[Records contained in a dataset]

◆ ◆ ◆ ◆ ◆ ◆ ◆

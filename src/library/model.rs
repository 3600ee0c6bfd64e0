//! In-memory index of the installed symbol libraries.

use std::collections::BTreeMap;
use std::fmt;
use std::path::{Path, PathBuf};

use tracing::{debug, info, warn};

use super::category::Category;
use super::error::{LibraryError, Result};
use super::events::{LibraryEvent, LibraryListener, LibraryNode, dispatch};
use super::fcl;
use super::macro_desc::{
    MacroDesc, create_macro_key, create_random_macro_key, is_std_lib, is_valid_library_name,
    is_valid_node_name,
};
use super::snapshot::{SnapshotStore, capture_library_snapshot};
use super::symbol_library::Library;
use crate::constants::{HIDDEN_CATEGORY, KEY_GENERATION_ATTEMPTS};
use crate::history::UndoActor;

/// Reference to a library of a [`LibraryModel`].
///
/// Handles carry the generation of the tree they were taken from. Every
/// rebuild or structural change of the tree starts a new generation, and
/// handles from older ones are refused with [`LibraryError::StaleHandle`].
#[derive(Debug, Clone, Copy, PartialEq, Eq, Hash)]
pub struct LibraryHandle {
    generation: u64,
    index: usize,
}

/// Reference to a category of a [`LibraryModel`]. See [`LibraryHandle`].
#[derive(Debug, Clone, Copy, PartialEq, Eq, Hash)]
pub struct CategoryHandle {
    generation: u64,
    library: usize,
    index: usize,
}

impl CategoryHandle {
    /// Handle of the library holding the category
    pub fn library(&self) -> LibraryHandle {
        LibraryHandle {
            generation: self.generation,
            index: self.library,
        }
    }
}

◆ ◆ ◆ ◆ ◆ ◆ ◆

### Task description
Out of the records above, pull the lines that include the word "self".

### Reply to the task
    pub fn library(&self) -> LibraryHandle {
            generation: self.generation,
            index: self.library,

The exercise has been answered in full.